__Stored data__
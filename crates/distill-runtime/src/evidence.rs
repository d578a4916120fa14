//! Referential checks on backend answers.
//!
//! The backend supplies evidence, not facts. An answer whose quoted
//! evidence cannot be found in the document is rejected and handled like
//! any other rejection (stricter retry, then the deterministic path).
//! Whitespace differences are ignored; everything else must match.

use distill_core::text::normalize_whitespace;
use thiserror::Error;

#[derive(Error, Debug, Clone, PartialEq, Eq)]
pub enum EvidenceError {
    #[error("quoted evidence not found in document: '{quote}'")]
    QuoteNotFound { quote: String },

    #[error("critical value '{value}' does not appear verbatim in document")]
    ValueNotVerbatim { value: String },
}

/// Checks answers against one document.
#[derive(Debug, Clone)]
pub struct EvidenceValidator {
    normalized: String,
}

impl EvidenceValidator {
    pub fn new(document_text: &str) -> Self {
        Self {
            normalized: normalize_whitespace(document_text),
        }
    }

    fn contains(&self, fragment: &str) -> bool {
        let needle = normalize_whitespace(fragment);
        needle.is_empty() || self.normalized.contains(&needle)
    }

    /// Check a quoted passage. A missing quote is accepted.
    pub fn check_quote(&self, quote: Option<&str>) -> Result<(), EvidenceError> {
        match quote {
            Some(q) if !self.contains(q) => Err(EvidenceError::QuoteNotFound {
                quote: q.to_string(),
            }),
            _ => Ok(()),
        }
    }

    /// Check that a critical text value was copied rather than paraphrased.
    pub fn check_verbatim(&self, value: &str) -> Result<(), EvidenceError> {
        if self.contains(value) {
            Ok(())
        } else {
            Err(EvidenceError::ValueNotVerbatim {
                value: value.to_string(),
            })
        }
    }
}

#[cfg(test)]
mod tests {
    use super::*;
    use proptest::prelude::*;

    const DOC: &str = "Participation lasts\n  12 weeks in total.\nThere are 3 visits.";

    #[test]
    fn test_quote_found_across_line_breaks() {
        let validator = EvidenceValidator::new(DOC);
        assert!(validator.check_quote(Some("lasts 12 weeks")).is_ok());
        assert!(validator.check_quote(None).is_ok());
    }

    #[test]
    fn test_invented_quote_rejected() {
        let validator = EvidenceValidator::new(DOC);
        assert_eq!(
            validator.check_quote(Some("lasts three months")),
            Err(EvidenceError::QuoteNotFound {
                quote: "lasts three months".into()
            })
        );
    }

    #[test]
    fn test_verbatim_is_case_sensitive() {
        let validator = EvidenceValidator::new(DOC);
        assert!(validator.check_verbatim("12 weeks").is_ok());
        assert!(validator.check_verbatim("12 Weeks").is_err());
    }

    fn words_and_span() -> impl Strategy<Value = (Vec<String>, usize, usize)> {
        prop::collection::vec("[a-z0-9]{1,8}", 1..20).prop_flat_map(|words| {
            let n = words.len();
            (Just(words), 0..n)
                .prop_flat_map(move |(words, start)| (Just(words), Just(start), start + 1..=n))
        })
    }

    proptest! {
        #[test]
        fn any_run_of_words_is_found((words, start, end) in words_and_span()) {
            let document = words.join(" \n\t ");
            let validator = EvidenceValidator::new(&document);
            let quote = words[start..end].join(" ");
            prop_assert!(validator.check_quote(Some(quote.as_str())).is_ok());
            prop_assert!(validator.check_verbatim(&quote).is_ok());
        }
    }
}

__EXERCISE DETAILS__
Look through the entries above; copy every line holding the string "contains".

__REPLY TO THE TASK__
    fn contains(&self, fragment: &str) -> bool {
        needle.is_empty() || self.normalized.contains(&needle)
            Some(q) if !self.contains(q) => Err(EvidenceError::QuoteNotFound {
        if self.contains(value) {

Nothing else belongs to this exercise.